Until one day, when a white and black magpie hid an acorn that soon took root. An oak tree grew quickly and spread a dome of green leaves over the grave. The weeds and nettles died, and emerald green grass as fine as cat's fur grew in their place. A hawk nabbed the snake as it left its den and devoured it. And every springtime since then, the humble grave of Don Massimino was covered with daisies.

The people took heart at stories like this one and many others, invented to lead them to believe that there was someone who was thinking of them in their moments of pain, hunger and despair.

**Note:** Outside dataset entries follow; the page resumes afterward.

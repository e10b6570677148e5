use crate::error::{PipelineError, Result};
use crate::models::Resource;

/// Screens submitted material before anything is persisted or generated.
pub trait ContentScreen: Send + Sync {
    fn screen(&self, resources: &[Resource]) -> Result<()>;
}

/// Rejects resources whose text contains any configured term (case-insensitive).
#[derive(Debug, Clone, Default)]
pub struct BlocklistScreen {
    terms: Vec<String>,
}

impl BlocklistScreen {
    pub fn new<I, S>(terms: I) -> Self
    where
        I: IntoIterator<Item = S>,
        S: AsRef<str>,
    {
        Self {
            terms: terms
                .into_iter()
                .map(|t| t.as_ref().trim().to_lowercase())
                .filter(|t| !t.is_empty())
                .collect(),
        }
    }
}

impl ContentScreen for BlocklistScreen {
    fn screen(&self, resources: &[Resource]) -> Result<()> {
        if self.terms.is_empty() {
            return Ok(());
        }
        for r in resources {
            let Some(text) = r.content.as_deref() else {
                continue;
            };
            let lowered = text.to_lowercase();
            if let Some(term) = self.terms.iter().find(|t| lowered.contains(t.as_str())) {
                tracing::warn!(order_index = r.order_index, "resource rejected by content screen");
                return Err(PipelineError::ContentSafety(format!(
                    "resource {} contains disallowed content ({term})",
                    r.order_index
                )));
            }
        }
        Ok(())
    }
}

#[cfg(test)]
mod tests {
    use super::*;

    #[test]
    fn empty_blocklist_allows_everything() {
        let screen = BlocklistScreen::default();
        assert!(screen.screen(&[Resource::text("anything", 0)]).is_ok());
    }

    #[test]
    fn matches_case_insensitively() {
        let screen = BlocklistScreen::new(["Forbidden", " "]);
        let err = screen
            .screen(&[Resource::text("fine", 0), Resource::text("this is FORBIDDEN text", 1)])
            .unwrap_err();
        assert!(matches!(err, PipelineError::ContentSafety(ref m) if m.contains("resource 1")));
    }
}
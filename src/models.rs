use chrono::{DateTime, Utc};
use serde::{Deserialize, Serialize};
use uuid::Uuid;

use crate::games::{Difficulty, GameContent};

#[derive(Serialize, Deserialize, Debug, Clone, Copy, PartialEq, Eq)]
#[serde(rename_all = "snake_case")]
pub enum ResourceKind {
    Text,
    File,
    Image,
}

impl ResourceKind {
    pub fn as_str(self) -> &'static str {
        match self {
            ResourceKind::Text => "text",
            ResourceKind::File => "file",
            ResourceKind::Image => "image",
        }
    }

    pub fn parse(v: &str) -> Option<Self> {
        match v {
            "text" => Some(ResourceKind::Text),
            "file" => Some(ResourceKind::File),
            "image" => Some(ResourceKind::Image),
            _ => None,
        }
    }
}

#[derive(Serialize, Deserialize, Debug, Clone, PartialEq)]
#[serde(rename_all = "camelCase")]
pub struct Resource {
    #[serde(rename = "type")]
    pub kind: ResourceKind,
    #[serde(default)]
    pub content: Option<String>,
    #[serde(default)]
    pub file_url: Option<String>,
    #[serde(default)]
    pub file_type: Option<String>,
    #[serde(default)]
    pub order_index: i32,
}

impl Resource {
    pub fn text(content: impl Into<String>, order_index: i32) -> Self {
        Self {
            kind: ResourceKind::Text,
            content: Some(content.into()),
            file_url: None,
            file_type: None,
            order_index,
        }
    }

    pub fn image(url: impl Into<String>, order_index: i32) -> Self {
        Self {
            kind: ResourceKind::Image,
            content: None,
            file_url: Some(url.into()),
            file_type: Some("image/*".into()),
            order_index,
        }
    }

    /// Text that counts against the character budget. Images never do.
    pub fn budgeted_text(&self) -> Option<&str> {
        match self.kind {
            ResourceKind::Image => None,
            _ => self.content.as_deref(),
        }
    }
}

/// Course lifecycle. Only the edges accepted by [`CourseStatus::can_transition_to`] are legal.
#[derive(Serialize, Deserialize, Debug, Clone, Copy, PartialEq, Eq)]
#[serde(rename_all = "snake_case")]
pub enum CourseStatus {
    Draft,
    Generating,
    GeneratingUnits,
    GeneratingGames,
    Ready,
    Error,
}

impl CourseStatus {
    pub fn as_str(self) -> &'static str {
        match self {
            CourseStatus::Draft => "draft",
            CourseStatus::Generating => "generating",
            CourseStatus::GeneratingUnits => "generating_units",
            CourseStatus::GeneratingGames => "generating_games",
            CourseStatus::Ready => "ready",
            CourseStatus::Error => "error",
        }
    }

    pub fn parse(v: &str) -> Option<Self> {
        match v {
            "draft" => Some(CourseStatus::Draft),
            "generating" => Some(CourseStatus::Generating),
            "generating_units" => Some(CourseStatus::GeneratingUnits),
            "generating_games" => Some(CourseStatus::GeneratingGames),
            "ready" => Some(CourseStatus::Ready),
            "error" => Some(CourseStatus::Error),
            _ => None,
        }
    }

    pub fn is_generating(self) -> bool {
        matches!(
            self,
            CourseStatus::Generating | CourseStatus::GeneratingUnits | CourseStatus::GeneratingGames
        )
    }

    pub fn can_transition_to(self, next: CourseStatus) -> bool {
        use CourseStatus::*;
        match (self, next) {
            (Draft, Generating)
            | (Generating, GeneratingUnits)
            | (GeneratingUnits, GeneratingGames)
            | (GeneratingGames, Ready) => true,
            (from, Error) => from.is_generating(),
            _ => false,
        }
    }
}

#[derive(Serialize, Deserialize, Debug, Clone, Copy, PartialEq, Eq)]
#[serde(rename_all = "snake_case")]
pub enum UnitStatus {
    Generating,
    Ready,
    Error,
}

impl UnitStatus {
    pub fn as_str(self) -> &'static str {
        match self {
            UnitStatus::Generating => "generating",
            UnitStatus::Ready => "ready",
            UnitStatus::Error => "error",
        }
    }

    pub fn parse(v: &str) -> Option<Self> {
        match v {
            "generating" => Some(UnitStatus::Generating),
            "ready" => Some(UnitStatus::Ready),
            "error" => Some(UnitStatus::Error),
            _ => None,
        }
    }
}

#[derive(Serialize, Deserialize, Debug, Clone)]
#[serde(rename_all = "camelCase")]
pub struct Course {
    pub id: Uuid,
    pub owner_id: String,
    pub title: String,
    pub description: String,
    pub status: CourseStatus,
    pub auto_gen_enabled: bool,
    pub auto_gen_threshold: i32, // 0..=100
    pub has_auto_gen_triggered: bool,
    pub unit_count: i32,
    pub total_games: i32,
    pub games_per_unit: i32,
    pub created_at: DateTime<Utc>,
    pub updated_at: DateTime<Utc>,
}

#[derive(Serialize, Deserialize, Debug, Clone)]
#[serde(rename_all = "camelCase")]
pub struct Unit {
    pub id: Uuid,
    pub course_id: Uuid,
    pub title: String,
    pub description: String,
    pub order_index: i32,
    pub status: UnitStatus,
    pub created_at: DateTime<Utc>,
}

#[derive(Serialize, Deserialize, Debug, Clone)]
#[serde(rename_all = "camelCase")]
pub struct Game {
    pub id: Uuid,
    pub unit_id: Uuid,
    pub title: String,
    pub difficulty_level: Difficulty,
    #[serde(flatten)]
    pub content: GameContent,
    pub order_index: i32,
}

#[derive(Serialize, Deserialize, Debug, Clone, PartialEq, Eq)]
#[serde(rename_all = "camelCase")]
pub struct UnitProgress {
    pub player_id: String,
    pub unit_id: Uuid,
    pub completed_games: i32,
    pub total_games: i32,
    pub is_completed: bool,
}

/// Fields accepted when a course is submitted; the rest are owned by the pipeline.
#[derive(Debug, Clone)]
pub struct NewCourse {
    pub owner_id: String,
    pub auto_gen_enabled: bool,
    pub auto_gen_threshold: i32,
    pub games_per_unit: i32,
}

/// A unit shell to insert: title and description from Phase-1.
#[derive(Debug, Clone, PartialEq)]
pub struct UnitOutline {
    pub title: String,
    pub description: String,
}

/// A generated exercise that has passed validation but is not yet persisted.
#[derive(Serialize, Deserialize, Debug, Clone, PartialEq)]
#[serde(rename_all = "camelCase")]
pub struct GeneratedGame {
    pub title: String,
    pub difficulty_level: Difficulty,
    #[serde(flatten)]
    pub content: GameContent,
}

#[derive(Serialize, Deserialize, Debug, Clone, PartialEq)]
#[serde(rename_all = "camelCase")]
pub struct GeneratedUnit {
    pub title: String,
    pub games: Vec<GeneratedGame>,
}

#[derive(Serialize, Deserialize, Debug, Clone, Copy, PartialEq, Eq, Default)]
#[serde(rename_all = "snake_case")]
pub enum Strategy {
    Sequential,
    #[default]
    Parallel,
}

impl Strategy {
    pub fn parse(v: &str) -> Option<Self> {
        match v {
            "sequential" => Some(Strategy::Sequential),
            "parallel" => Some(Strategy::Parallel),
            _ => None,
        }
    }
}

// --- request / response bodies ---

#[derive(Serialize, Deserialize, Debug, Clone)]
#[serde(rename_all = "camelCase")]
pub struct CreateCourseReq {
    pub resources: Vec<Resource>,
    pub unit_count: usize,
    #[serde(default)]
    pub games_per_unit: Option<usize>,
    #[serde(default)]
    pub strategy: Option<Strategy>,
    #[serde(default)]
    pub auto_gen_enabled: bool,
    #[serde(default = "default_threshold")]
    pub auto_gen_threshold: i32,
}

fn default_threshold() -> i32 {
    80
}

#[derive(Serialize, Deserialize, Debug, Clone)]
#[serde(rename_all = "camelCase")]
pub struct SubmitAnswerReq {
    pub player_id: String,
    pub answer: serde_json::Value,
}

#[derive(Serialize, Deserialize, Debug, Clone)]
#[serde(rename_all = "camelCase")]
pub struct UnitWithGames {
    #[serde(flatten)]
    pub unit: Unit,
    pub games: Vec<Game>,
}

#[derive(Serialize, Deserialize, Debug, Clone)]
#[serde(rename_all = "camelCase")]
pub struct CourseDetail {
    #[serde(flatten)]
    pub course: Course,
    pub resources: Vec<Resource>,
    pub units: Vec<UnitWithGames>,
}
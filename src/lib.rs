pub mod budget;
pub mod cleanup;
pub mod config;
pub mod db;
pub mod error;
pub mod games;
pub mod generation;
pub mod logging;
pub mod models;
pub mod notify;
pub mod pipeline;
pub mod routes;
pub mod safety;
pub mod store;

pub use error::{PipelineError, Result};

The poorest families faced the winter as a scourge sent by God, living in hovels where their piss froze in the urinals at night and all the rosaries the women said did not suffice to protect them from malnutrition and disease. Babies were born small and didn't thrive, as their mothers had no milk. Thin, almost transparent, they struggled on until a fever took them away. The women had no tears left. They would open a window so that the little one's soul could fly up to the sky, and whisper: “Saints in heaven!”

At least the child had stopped suffering, whereas they had not. There would be another pregnancy and more trouble and tribulation and more children who cried with hunger until they lost their voices, because men would never give
that
thing up, and it didn't count to close your eyes and say the rosary to stop from getting pregnant. There was never an easy day in the homes of the day laborers, who went into debt in the wintertime for as long as the shops would give them credit, hoping to pay it off in the springtime, when they could earn a day's pay.

 

The Brunis had lived in the same house and worked the same land for one hundred years, or maybe even more: no one had ever kept records, after all, and no one remembered where the family came from. They had no money but they had never gone hungry: they could always count on enough milk, cheese, eggs, bread, prosciutto and
salame
, because the landowner lived in Bologna, the steward showed up once in a blue moon and the Brunis took what they needed to stay strong.